2007-07-13 Thread Grzegorz Kossakowski

Joerg Heinicke pisze:
In a state full scenario we are keeping the form object in e.g. a 
session, so the form template generator could store the associations 
between property paths and formating variants in the form object as 
well. These associations are then available to use when parsing the 
input from the post. And we can make sure that the right variant of 
the converter is used.


Doesn't that tie both CForms and CTemplate together? Imagine using only 
one of both - which would break the concept.


My understanding is that this approach ties CForms to EL and CTemplate to EL so 
EL functionality becomes a bridge for two way communication.

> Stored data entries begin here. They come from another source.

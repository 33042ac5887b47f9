pub mod connection;
pub mod invoke;

// Re-export public types and functions for external use
pub use connection::{
    ConnectionManager, McpCache, McpClient, ServerDescriptor, ToolDefinition, ToolMap,
    TransportKind,
};
pub use invoke::{InvocationStatus, InvocationWrapper, McpInvoker};
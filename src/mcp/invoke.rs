//! Tool invocation wrapping: argument adaptation, timeout racing, one
//! enum-violation retry, and per-tool metrics.
//!
//! Every transport's client is adapted once, at connection time, to the
//! single `ToolInvoker` capability; nothing downstream probes for candidate
//! call methods. Failures that a model will see next are converted into
//! structured `{error: ...}` values instead of being thrown further.

use std::borrow::Cow;
use std::sync::Arc;
use std::time::{Duration, Instant};

use async_trait::async_trait;
use rmcp::model::CallToolRequestParam;
use serde_json::{Value, json};

use crate::error::{GatewayError, GatewayResult};
use crate::mcp::connection::{McpClient, ToolDefinition};
use crate::metrics::ToolMetrics;
use crate::schema::{coerce_args, describe_params};

/// The one call capability every tool client exposes.
#[async_trait]
pub trait ToolInvoker: Send + Sync {
    async fn invoke(&self, name: &str, args: Value) -> GatewayResult<Value>;
}

/// Adapter from a live MCP client to the call capability.
pub struct McpInvoker {
    client: Arc<McpClient>,
}

impl McpInvoker {
    pub fn new(client: Arc<McpClient>) -> Self {
        Self { client }
    }
}

#[async_trait]
impl ToolInvoker for McpInvoker {
    async fn invoke(&self, name: &str, args: Value) -> GatewayResult<Value> {
        let arguments = match args {
            Value::Object(map) => Some(map),
            Value::Null => None,
            other => {
                return Err(GatewayError::Validation(format!(
                    "tool arguments must be an object, got {}",
                    other
                )));
            }
        };

        let result = self
            .client
            .peer()
            .call_tool(CallToolRequestParam {
                name: Cow::Owned(name.to_string()),
                arguments,
            })
            .await
            .map_err(|e| classify_call_error(&e.to_string()))?;

        serde_json::to_value(&result)
            .map_err(|e| GatewayError::Internal(format!("serialize tool result: {}", e)))
    }
}

fn classify_call_error(message: &str) -> GatewayError {
    let lowered = message.to_lowercase();
    if lowered.contains("invalid params") || lowered.contains("-32602") {
        GatewayError::Validation(message.to_string())
    } else if lowered.contains("not found") || lowered.contains("-32601") {
        GatewayError::ToolNotFound(message.to_string())
    } else {
        GatewayError::Proxy(message.to_string())
    }
}

/// How a wrapped call finished. Timeouts are tracked apart from errors.
#[derive(Debug, Clone, Copy, PartialEq, Eq)]
pub enum InvocationStatus {
    Success,
    Timeout,
    Error,
}

/// The value is always addressable by the calling script or model: failures
/// arrive as `{"error": message}`, never as an unhandled fault.
#[derive(Debug)]
pub struct InvocationOutcome {
    pub value: Value,
    pub status: InvocationStatus,
}

/// Wraps raw tool calls with adaptation, a deadline and metrics.
pub struct InvocationWrapper {
    metrics: Arc<ToolMetrics>,
    default_timeout: Duration,
    substitute_first_enum: bool,
}

impl InvocationWrapper {
    pub fn new(
        metrics: Arc<ToolMetrics>,
        default_timeout: Duration,
        substitute_first_enum: bool,
    ) -> Self {
        Self {
            metrics,
            default_timeout,
            substitute_first_enum,
        }
    }

    /// Call `tool` through `invoker` with enforced timeout and at most one
    /// retry on an enum-violation failure.
    pub async fn call(
        &self,
        server_key: &str,
        tool: &ToolDefinition,
        invoker: &dyn ToolInvoker,
        args: Value,
        timeout_override: Option<Duration>,
    ) -> InvocationOutcome {
        let metric_key = format!("{}:{}", server_key, tool.name);
        let deadline = timeout_override.unwrap_or(self.default_timeout);
        let original_args = args.clone();

        let mut adapted = args;
        adapt_arguments(&mut adapted, &tool.schema, self.substitute_first_enum);
        coerce_args(&mut adapted, &tool.schema);

        let started = Instant::now();
        let first = tokio::time::timeout(deadline, invoker.invoke(&tool.name, adapted)).await;

        match first {
            Err(_) => {
                self.metrics.record_timeout(&metric_key, started.elapsed());
                InvocationOutcome {
                    value: json!({
                        "error": format!(
                            "'{}' timed out after {}s",
                            tool.name,
                            deadline.as_secs()
                        )
                    }),
                    status: InvocationStatus::Timeout,
                }
            }
            Ok(Ok(value)) => {
                self.metrics.record_success(&metric_key, started.elapsed());
                InvocationOutcome {
                    value,
                    status: InvocationStatus::Success,
                }
            }
            Ok(Err(e)) if e.is_enum_violation() => {
                // Exactly one retry, with defaults substituted for the
                // empty-string enum fields that usually caused this. The
                // substitution runs before re-adaptation so empty non-enum
                // fields dropped on the first attempt stay dropped.
                let mut retry_args = original_args;
                substitute_enum_defaults(&mut retry_args, &tool.schema);
                adapt_arguments(&mut retry_args, &tool.schema, self.substitute_first_enum);
                coerce_args(&mut retry_args, &tool.schema);

                let retried =
                    tokio::time::timeout(deadline, invoker.invoke(&tool.name, retry_args)).await;
                match retried {
                    Ok(Ok(value)) => {
                        // A retried success is still a success.
                        self.metrics.record_success(&metric_key, started.elapsed());
                        InvocationOutcome {
                            value,
                            status: InvocationStatus::Success,
                        }
                    }
                    Ok(Err(retry_err)) => {
                        self.metrics.record_error(&metric_key, started.elapsed());
                        InvocationOutcome {
                            value: json!({"error": retry_err.to_string()}),
                            status: InvocationStatus::Error,
                        }
                    }
                    Err(_) => {
                        self.metrics.record_timeout(&metric_key, started.elapsed());
                        InvocationOutcome {
                            value: json!({
                                "error": format!(
                                    "'{}' timed out after {}s",
                                    tool.name,
                                    deadline.as_secs()
                                )
                            }),
                            status: InvocationStatus::Timeout,
                        }
                    }
                }
            }
            Ok(Err(e)) => {
                self.metrics.record_error(&metric_key, started.elapsed());
                InvocationOutcome {
                    value: json!({"error": e.to_string()}),
                    status: InvocationStatus::Error,
                }
            }
        }
    }
}

/// Pre-call adaptation of empty-string argument values, a common model
/// failure mode for unset fields:
/// - required and enumerated → first enumerated value (when the policy knob
///   allows substitution; the first value is a heuristic default, not a
///   verified-safe choice);
/// - anything else → the field is dropped.
pub fn adapt_arguments(args: &mut Value, schema: &Value, substitute_first_enum: bool) {
    let Some(map) = args.as_object_mut() else {
        return;
    };
    let params = describe_params(schema);

    let empty_keys: Vec<String> = map
        .iter()
        .filter(|(_, v)| v.as_str().is_some_and(str::is_empty))
        .map(|(k, _)| k.clone())
        .collect();

    for key in empty_keys {
        let param = params.iter().find(|p| p.name == key);
        let substitute = substitute_first_enum
            && param.is_some_and(|p| p.required && p.enum_values.is_some());
        if substitute {
            let first = param
                .and_then(|p| p.enum_values.as_ref())
                .and_then(|values| values.first())
                .cloned();
            if let Some(value) = first {
                map.insert(key, value);
                continue;
            }
        }
        map.remove(&key);
    }
}

/// Retry-path substitution: empty-string values for enumerated parameters
/// get the parameter's default, else its first enumerated value.
fn substitute_enum_defaults(args: &mut Value, schema: &Value) {
    let Some(map) = args.as_object_mut() else {
        return;
    };
    let params = describe_params(schema);

    for param in params.iter().filter(|p| p.enum_values.is_some()) {
        let is_empty = map
            .get(&param.name)
            .and_then(Value::as_str)
            .is_some_and(str::is_empty);
        if !is_empty {
            continue;
        }
        let replacement = param
            .default
            .clone()
            .or_else(|| param.enum_values.as_ref().and_then(|v| v.first().cloned()));
        match replacement {
            Some(value) => {
                map.insert(param.name.clone(), value);
            }
            None => {
                map.remove(&param.name);
            }
        }
    }
}
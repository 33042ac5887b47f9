//! Classification of uncaught sandbox failures into actionable categories.

use regex::Regex;

/// User-facing classification of a runtime fault. The raw message and stack
/// are carried alongside so nothing is lost to the rewording.
#[derive(Debug, Clone, serde::Serialize)]
pub struct ClassifiedError {
    pub code: String,
    pub message: String,
    pub suggestions: Vec<String>,
}

pub fn classify_error(raw: &str) -> ClassifiedError {
    let lower = raw.to_lowercase();

    if Regex::new(r"(?i)\b([A-Za-z_$][\w$]*) is not defined\b")
        .unwrap()
        .is_match(raw)
    {
        return ClassifiedError {
            code: "reference_not_found".into(),
            message: format!("The script references something that does not exist: {raw}"),
            suggestions: vec![
                "Check the spelling of variable and server names.".into(),
                "Access servers via servers[\"<key>\"] rather than bare identifiers.".into(),
                "Call listTools() to see what each server provides.".into(),
            ],
        };
    }

    if lower.contains("no server") || lower.contains("server not available")
        || lower.contains("unknown server")
    {
        return ClassifiedError {
            code: "server_unavailable".into(),
            message: format!("A referenced tool server is not available: {raw}"),
            suggestions: vec![
                "Verify the server key against the generated documentation.".into(),
                "The server may have failed to connect; it is then excluded from this request.".into(),
            ],
        };
    }

    if let Some(status) = http_status(&lower) {
        let (code, hint) = match status {
            400 => ("http_bad_request", "Check argument names and types against getToolSchema()."),
            404 => ("http_not_found", "The tool or resource does not exist; verify the tool name."),
            429 => ("http_rate_limited", "Slow down: the upstream server is rate limiting this client."),
            _ => ("http_server_error", "The upstream server failed; retrying later may succeed."),
        };
        return ClassifiedError {
            code: code.into(),
            message: format!("A tool call failed with HTTP {status}: {raw}"),
            suggestions: vec![hint.into()],
        };
    }

    if lower.contains("required") && (lower.contains("parameter") || lower.contains("argument") || lower.contains("property")) {
        return ClassifiedError {
            code: "missing_required_parameter".into(),
            message: format!("A required parameter was missing: {raw}"),
            suggestions: vec![
                "Call getToolSchema(name) and supply every parameter marked required.".into(),
            ],
        };
    }

    if lower.contains("timed out") || lower.contains("timeout") {
        return ClassifiedError {
            code: "timeout".into(),
            message: format!("The operation did not finish in time: {raw}"),
            suggestions: vec![
                "Narrow the request (smaller query, lower limit) and try again.".into(),
            ],
        };
    }

    if lower.contains("connection refused")
        || lower.contains("dns")
        || lower.contains("unreachable")
        || lower.contains("proxy unreachable")
        || lower.contains("failed to fetch")
    {
        return ClassifiedError {
            code: "connectivity".into(),
            message: format!("A network hop could not be reached: {raw}"),
            suggestions: vec![
                "The gateway or the tool server may be down; retry shortly.".into(),
            ],
        };
    }

    if lower.contains("is not a function")
        || lower.contains("cannot read propert")
        || (lower.contains("expected") && lower.contains("got"))
        || lower.contains("invalid type")
    {
        return ClassifiedError {
            code: "argument_type_mismatch".into(),
            message: format!("A value had the wrong shape or type: {raw}"),
            suggestions: vec![
                "Compare the arguments against getToolSchema(name).".into(),
                "Results from getData() may be objects or arrays; inspect before indexing.".into(),
            ],
        };
    }

    ClassifiedError {
        code: "script_error".into(),
        message: raw.to_string(),
        suggestions: Vec::new(),
    }
}

fn http_status(lower: &str) -> Option<u16> {
    let re = Regex::new(r"status[=: ]*(\d{3})|\bhttp (\d{3})\b").unwrap();
    let caps = re.captures(lower)?;
    let digits = caps.get(1).or_else(|| caps.get(2))?.as_str();
    let status: u16 = digits.parse().ok()?;
    match status {
        400 | 404 | 429 => Some(status),
        500..=599 => Some(status),
        _ => None,
    }
}

#[cfg(test)]
mod tests {
    use super::*;

    #[test]
    fn reference_errors_are_named() {
        let c = classify_error("ReferenceError: sevrers is not defined");
        assert_eq!(c.code, "reference_not_found");
        assert!(!c.suggestions.is_empty());
    }

    #[test]
    fn http_statuses_map_to_distinct_codes() {
        assert_eq!(classify_error("tool call failed: server=files tool=read_file status=404 args={}").code, "http_not_found");
        assert_eq!(classify_error("status=429 too many requests").code, "http_rate_limited");
        assert_eq!(classify_error("upstream replied HTTP 503").code, "http_server_error");
        assert_eq!(classify_error("status=400 bad request").code, "http_bad_request");
    }

    #[test]
    fn missing_parameter_and_timeout() {
        assert_eq!(classify_error("missing required parameter 'query'").code, "missing_required_parameter");
        assert_eq!(classify_error("'search_files' timed out after 60s").code, "timeout");
    }

    #[test]
    fn type_mismatch_and_fallthrough() {
        assert_eq!(classify_error("rows.map is not a function").code, "argument_type_mismatch");
        let other = classify_error("something exotic happened");
        assert_eq!(other.code, "script_error");
        assert_eq!(other.message, "something exotic happened");
    }
}
use thiserror::Error;

/// Gateway error taxonomy.
///
/// Connection-level failures are tolerated (the server is excluded from the
/// batch); invocation-level failures are converted to structured result
/// values at the seam where a model or human sees them next. Only internal
/// faults propagate as hard errors.
#[derive(Debug, Error)]
pub enum GatewayError {
    #[error("failed to connect to '{server}': {reason}")]
    Connect { server: String, reason: String },

    #[error("'{0}' timed out")]
    Timeout(String),

    #[error("tool '{0}' not found")]
    ToolNotFound(String),

    #[error("server '{0}' not found")]
    ServerNotFound(String),

    #[error("validation error: {0}")]
    Validation(String),

    #[error("script rejected: {0}")]
    Script(String),

    #[error("sandbox failure: {0}")]
    Sandbox(String),

    #[error("proxy error: {0}")]
    Proxy(String),

    #[error("unauthorized")]
    Unauthorized,

    #[error("{0}")]
    Internal(String),
}

pub type GatewayResult<T> = Result<T, GatewayError>;

impl GatewayError {
    /// True when the message points at an invalid enumerated value, which is
    /// the only failure class the invocation wrapper retries.
    pub fn is_enum_violation(&self) -> bool {
        match self {
            Self::Validation(msg) => {
                let msg = msg.to_lowercase();
                msg.contains("enum")
                    || msg.contains("is not one of")
                    || msg.contains("invalid value")
                    || msg.contains("must be one of")
            }
            _ => false,
        }
    }
}

#[cfg(test)]
mod tests {
    use super::*;

    #[test]
    fn enum_violation_detection() {
        let e = GatewayError::Validation("\"foo\" is not one of [\"a\", \"b\"]".to_string());
        assert!(e.is_enum_violation());

        let e = GatewayError::Validation("missing required field 'name'".to_string());
        assert!(!e.is_enum_violation());

        // Only validation-class errors are ever retried.
        let e = GatewayError::Internal("enum".to_string());
        assert!(!e.is_enum_violation());
    }
}
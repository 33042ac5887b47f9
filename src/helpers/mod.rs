//! Per-request tool registry and the synthesized helper surface.
//!
//! Once the connection manager has resolved tool maps, the registry groups
//! them by server, installs the generic-reference alias table, and answers
//! the lookup operations the proxy and the generated helper code both rely
//! on. Read-only after construction.

pub mod codegen;

use std::collections::BTreeMap;

use crate::mcp::{ServerDescriptor, ToolDefinition, ToolMap, TransportKind};
use crate::resolve::{self, Resolution};
use crate::schema::{ParamInfo, describe_params};

/// One server's contribution to the helper surface.
pub struct HelperServerEntry {
    pub descriptor: ServerDescriptor,
    pub tools: ToolMap,
}

/// Compact tool listing returned by `listTools` / `searchTools`.
#[derive(Debug, Clone, serde::Serialize)]
pub struct ToolSummary {
    pub name: String,
    pub description: String,
}

pub struct HelperRegistry {
    // BTreeMap keeps documentation and generated code deterministic.
    servers: BTreeMap<String, HelperServerEntry>,
    aliases: Vec<(String, String)>,
}

impl HelperRegistry {
    /// Build from resolved descriptors and their tool maps. Descriptors whose
    /// server never produced tools are skipped.
    pub fn build(entries: Vec<(ServerDescriptor, ToolMap)>) -> Self {
        let mut servers = BTreeMap::new();
        for (descriptor, tools) in entries {
            servers.insert(
                descriptor.key.clone(),
                HelperServerEntry { descriptor, tools },
            );
        }

        // Generic transport references point at the first matching server.
        let mut aliases = Vec::new();
        let first_of = |kind: TransportKind| -> Option<&String> {
            servers
                .values()
                .find(|entry| entry.descriptor.transport == kind)
                .map(|entry| &entry.descriptor.key)
        };
        if let Some(key) = first_of(TransportKind::StreamableHttp) {
            for alias in ["http", "streamable-http", "streamable"] {
                aliases.push((alias.to_string(), key.clone()));
            }
        }
        if let Some(key) = first_of(TransportKind::Sse) {
            for alias in ["sse", "streaming", "stream"] {
                aliases.push((alias.to_string(), key.clone()));
            }
        }

        Self { servers, aliases }
    }

    pub fn server_keys(&self) -> Vec<&str> {
        self.servers.keys().map(String::as_str).collect()
    }

    pub fn is_empty(&self) -> bool {
        self.servers.is_empty()
    }

    /// Look up a server by key or generic alias.
    pub fn entry(&self, server: &str) -> Option<&HelperServerEntry> {
        if let Some(entry) = self.servers.get(server) {
            return Some(entry);
        }
        self.aliases
            .iter()
            .find(|(alias, _)| alias == server)
            .and_then(|(_, key)| self.servers.get(key))
    }

    pub fn entries(&self) -> impl Iterator<Item = (&String, &HelperServerEntry)> {
        self.servers.iter()
    }

    pub fn aliases(&self) -> &[(String, String)] {
        &self.aliases
    }

    pub fn list_tools(&self, server: &str) -> Vec<ToolSummary> {
        let Some(entry) = self.entry(server) else {
            return Vec::new();
        };
        let mut summaries: Vec<ToolSummary> = entry
            .tools
            .values()
            .map(|tool| ToolSummary {
                name: tool.name.clone(),
                description: tool.description.clone(),
            })
            .collect();
        summaries.sort_by(|a, b| a.name.cmp(&b.name));
        summaries
    }

    /// Substring match over name and description.
    pub fn search_tools(&self, server: &str, query: &str) -> Vec<ToolSummary> {
        let query = query.to_lowercase();
        self.list_tools(server)
            .into_iter()
            .filter(|tool| {
                tool.name.to_lowercase().contains(&query)
                    || tool.description.to_lowercase().contains(&query)
            })
            .collect()
    }

    /// Required/optional parameter breakdown with enum and default metadata.
    pub fn tool_schema(&self, server: &str, name: &str) -> Option<Vec<ParamInfo>> {
        let entry = self.entry(server)?;
        let resolved = self.resolve_tool(server, name);
        let tool = entry.tools.get(resolved.name_or(name))?;
        Some(describe_params(&tool.schema))
    }

    /// Fuzzy name resolution scoped to one server's tools.
    pub fn resolve_tool(&self, server: &str, requested: &str) -> Resolution {
        let Some(entry) = self.entry(server) else {
            return Resolution::Unresolved;
        };
        resolve::resolve(
            requested,
            entry.tools.keys().map(String::as_str),
            &entry.descriptor.key,
        )
    }

    /// Locate the tool definition for a (possibly fuzzy) name.
    pub fn find_tool(&self, server: &str, requested: &str) -> Option<&ToolDefinition> {
        let entry = self.entry(server)?;
        let resolved = self.resolve_tool(server, requested);
        entry.tools.get(resolved.name_or(requested))
    }
}

#[cfg(test)]
pub(crate) mod test_fixtures {
    use super::*;
    use serde_json::json;

    pub fn descriptor(key: &str, transport: TransportKind) -> ServerDescriptor {
        ServerDescriptor {
            key: key.to_string(),
            transport,
            url: format!("https://{}.example.test/mcp", key),
            headers: vec![],
            timeout_secs: None,
        }
    }

    pub fn tool(name: &str, description: &str) -> ToolDefinition {
        ToolDefinition {
            name: name.to_string(),
            description: description.to_string(),
            schema: json!({
                "type": "object",
                "additionalProperties": true,
                "properties": {
                    "query": {"type": "string", "description": "search text"},
                    "limit": {"type": "integer", "default": 10}
                },
                "required": ["query"]
            }),
        }
    }

    pub fn registry() -> HelperRegistry {
        let mut fs_tools = ToolMap::new();
        for (name, desc) in [
            ("search_files", "Search files by glob"),
            ("read_file", "Read one file"),
        ] {
            fs_tools.insert(name.to_string(), tool(name, desc));
        }

        let mut feed_tools = ToolMap::new();
        feed_tools.insert(
            "latest_events".to_string(),
            tool("latest_events", "Stream of recent events"),
        );

        HelperRegistry::build(vec![
            (descriptor("files", TransportKind::StreamableHttp), fs_tools),
            (descriptor("feed", TransportKind::Sse), feed_tools),
        ])
    }
}

#[cfg(test)]
mod tests {
    use super::test_fixtures::registry;
    use super::*;

    #[test]
    fn list_and_search() {
        let registry = registry();
        let tools = registry.list_tools("files");
        assert_eq!(tools.len(), 2);
        assert_eq!(tools[0].name, "read_file");

        let hits = registry.search_tools("files", "glob");
        assert_eq!(hits.len(), 1);
        assert_eq!(hits[0].name, "search_files");

        assert!(registry.list_tools("nope").is_empty());
    }

    #[test]
    fn generic_aliases_reach_first_matching_server() {
        let registry = registry();
        assert_eq!(
            registry.entry("http").unwrap().descriptor.key,
            "files",
            "streamable alias"
        );
        assert_eq!(registry.entry("streaming").unwrap().descriptor.key, "feed");
        assert!(registry.entry("gopher").is_none());
    }

    #[test]
    fn schema_breakdown_marks_required() {
        let registry = registry();
        let params = registry.tool_schema("files", "read_file").unwrap();
        let query = params.iter().find(|p| p.name == "query").unwrap();
        assert!(query.required);
        let limit = params.iter().find(|p| p.name == "limit").unwrap();
        assert!(!limit.required);
        assert_eq!(limit.default, Some(serde_json::json!(10)));
    }

    #[test]
    fn find_tool_goes_through_fuzzy_resolution() {
        let registry = registry();
        assert_eq!(
            registry.find_tool("files", "serach_files").unwrap().name,
            "search_files"
        );
        assert!(registry.find_tool("files", "no_such_thing").is_none());
    }
}
//! Days command implementation
//!
//! Shows how a weekday descriptor is resolved.

use flight_schedule::day_pattern::resolve_day_pattern;
use tracing::info;

use crate::Result;

/// Run the days command
pub fn run(text: &str) -> Result<()> {
    info!("Resolving day pattern '{}'", text);
    println!("{}", describe(text));
    Ok(())
}

/// Describe the resolved form of `text`
pub fn describe(text: &str) -> String {
    let resolved = resolve_day_pattern(text);
    format!(
        "input:       {}\npattern:     {}\nweekdays:    {}\nactive days: {}\nrecognized:  {}",
        text,
        resolved.pattern,
        resolved.weekdays(),
        resolved.active_days(),
        if resolved.recognized {
            "yes"
        } else {
            "no (defaulted to M-Su)"
        }
    )
}
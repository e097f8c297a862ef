//! Single-pass week consolidation.

use flight_core::types::Date;
use tracing::{debug, warn};

use super::config::{Adjacency, ConsolidationConfig};
use super::run::ConsolidationRun;
use super::week_slot::{WeekSlot, LAST_DAY_OFFSET};

/// Collapses a line's week series into the fewest schedulable runs.
///
/// # Examples
///
/// ```
/// use flight_schedule::consolidation::{weekly_slots, ScheduleConsolidator};
/// use flight_core::types::Date;
///
/// let start = Date::from_ymd(2025, 4, 28).unwrap();
/// let slots = weekly_slots(start, &[0, 0, 3, 3, 3, 0, 0, 0, 0]);
/// let runs = ScheduleConsolidator::default().consolidate(&slots, start.add_days(62));
///
/// assert_eq!(runs.len(), 1);
/// assert_eq!(runs[0].start_date(), Date::from_ymd(2025, 5, 12).unwrap());
/// assert_eq!(runs[0].end_date(), Date::from_ymd(2025, 6, 1).unwrap());
/// assert_eq!(runs[0].total_spots(), 9);
/// ```
#[derive(Clone, Debug, Default)]
pub struct ScheduleConsolidator {
    config: ConsolidationConfig,
}

/// The run being accumulated during the scan.
struct OpenRun<'a> {
    first: &'a WeekSlot,
    last: &'a WeekSlot,
    week_count: u32,
}

impl ScheduleConsolidator {
    /// Creates a consolidator with the given configuration.
    pub fn new(config: ConsolidationConfig) -> Self {
        Self { config }
    }

    /// Returns the configuration.
    pub fn config(&self) -> &ConsolidationConfig {
        &self.config
    }

    /// Consolidates `slots` into ordered, non-overlapping runs.
    ///
    /// Dark weeks close the open run. A week extends the open run only when
    /// its spot count matches and it is adjacent to the previous week under
    /// the configured [`Adjacency`]. Each run ends on the last day of its
    /// final week, capped at `flight_end` and at the day before the next
    /// week starts.
    ///
    /// Weeks starting after `flight_end` are not scheduled. Empty or
    /// all-dark input yields no runs.
    pub fn consolidate(&self, slots: &[WeekSlot], flight_end: Date) -> Vec<ConsolidationRun> {
        let mut runs = Vec::new();
        let mut open: Option<OpenRun<'_>> = None;

        for slot in slots {
            let after_flight = slot.start_date > flight_end;
            if slot.is_dark() || after_flight {
                if after_flight && !slot.is_dark() {
                    warn!(
                        week_index = slot.week_index,
                        start_date = %slot.start_date,
                        %flight_end,
                        "skipping week that starts after the flight end"
                    );
                }
                if let Some(run) = open.take() {
                    runs.push(close(run, Some(slot), flight_end));
                }
                continue;
            }

            open = match open.take() {
                Some(mut run)
                    if run.last.spot_count == slot.spot_count && self.adjacent(run.last, slot) =>
                {
                    run.last = slot;
                    run.week_count += 1;
                    Some(run)
                }
                previous => {
                    if let Some(run) = previous {
                        runs.push(close(run, Some(slot), flight_end));
                    }
                    Some(OpenRun {
                        first: slot,
                        last: slot,
                        week_count: 1,
                    })
                }
            };
        }

        if let Some(run) = open {
            runs.push(close(run, None, flight_end));
        }

        debug!(
            weeks = slots.len(),
            runs = runs.len(),
            %flight_end,
            "consolidated week slots"
        );
        runs
    }

    fn adjacent(&self, previous: &WeekSlot, next: &WeekSlot) -> bool {
        match self.config.adjacency {
            Adjacency::Index => previous.week_index.checked_add(1) == Some(next.week_index),
            window @ Adjacency::DateWindow { .. } => {
                window.allows_gap(next.start_date - previous.start_date)
            }
        }
    }
}

/// Ends `run` on the last day of its final week, no later than the flight
/// end or the day before `next` starts. Never ends before the run starts.
fn close(run: OpenRun<'_>, next: Option<&WeekSlot>, flight_end: Date) -> ConsolidationRun {
    let start_date = run.first.start_date;
    let mut end_date = run.last.start_date.add_days(LAST_DAY_OFFSET).min(flight_end);
    if let Some(next) = next.filter(|next| next.start_date > run.last.start_date) {
        end_date = end_date.min(next.start_date.add_days(-1));
    }
    if end_date < start_date {
        debug!(
            %start_date,
            %end_date,
            week_index = run.first.week_index,
            "run weeks out of calendar order"
        );
        end_date = start_date;
    }
    ConsolidationRun::new(
        run.first.week_index,
        start_date,
        end_date,
        run.first.spot_count,
        run.week_count,
    )
}

/// Consolidates `slots` with the default configuration.
pub fn consolidate_weeks(slots: &[WeekSlot], flight_end: Date) -> Vec<ConsolidationRun> {
    ScheduleConsolidator::default().consolidate(slots, flight_end)
}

I also wonder how you are going to use CForms without CTemplate? You must use some template mechanism to produce data representing form and 
its state.


In a stateless scenario, we could instead store the assoications in 
the form page. We could e.g. add it to the property path in the name 
attribute: tasks.2.startDate#short. Then the post parser can use the 
variant info for choosing the right converter.


That's an interesting approach. IMO it should always work this way, not 
like the above one for stateful form-processing.


Same feelings here. This would make whole processing easier to follow, wouldn't 
it?

And actually we are back to the Spring way using the path, aren't we? 
There is only the minor difference of using the full path vs. the 
anchor. The anchor adds additional flexibility since it can be specified 
in contrary to the generated path.


My impression is that there is a more serious difference between the concepts. While using Daniel's approach you attach converter to the 
certain path by choosing its variant when you actually pull the data. It doesn't matter if you pull it in form model or template.

Spring approach is about attaching everything in advance.

I only really don't know if that flexibility is good. I mean you talked 
about scattered locale handling. This solution now tends to scattered 
variant handling IMO. I also don't know how it conforms with Parr's 
requirements for a template language. Doesn't this variant selection go 
very much into the direction of assumption about the data type?


I can live with this concept but actually I prefer the path stuff of 
Spring much more since this is completely transparent to the template. 
It also completely decouples the object-to-string conversion from the 
templating while with the select a variant-approach in the template 
the conversion can not be done without the template.


Both are good points. I would be very interested in Daniel's response...



It would be like having id selectors but not class selectors in CSS.


I think this comparison is misleading. IMO path and variant are really 
similar concepts. It's only the way where/how they were specified and so 
the converter is selected.


I support Daniel's view. You can apply certain variant to several different paths. Actually, the point is that we could treat Daniel's 
proposal in Spring terms.


Then it turns out that Daniel's proposal is about registering several converters for every possible path and use variant to choose one from 
the list (if default is not satisfying). Since, it's all about registering for every possible path (assuming that there is suitable 
converter for each object) and registering more than one converter it's conceptually different from Spring's approach.


I hope that paragraph didn't confuse things even more...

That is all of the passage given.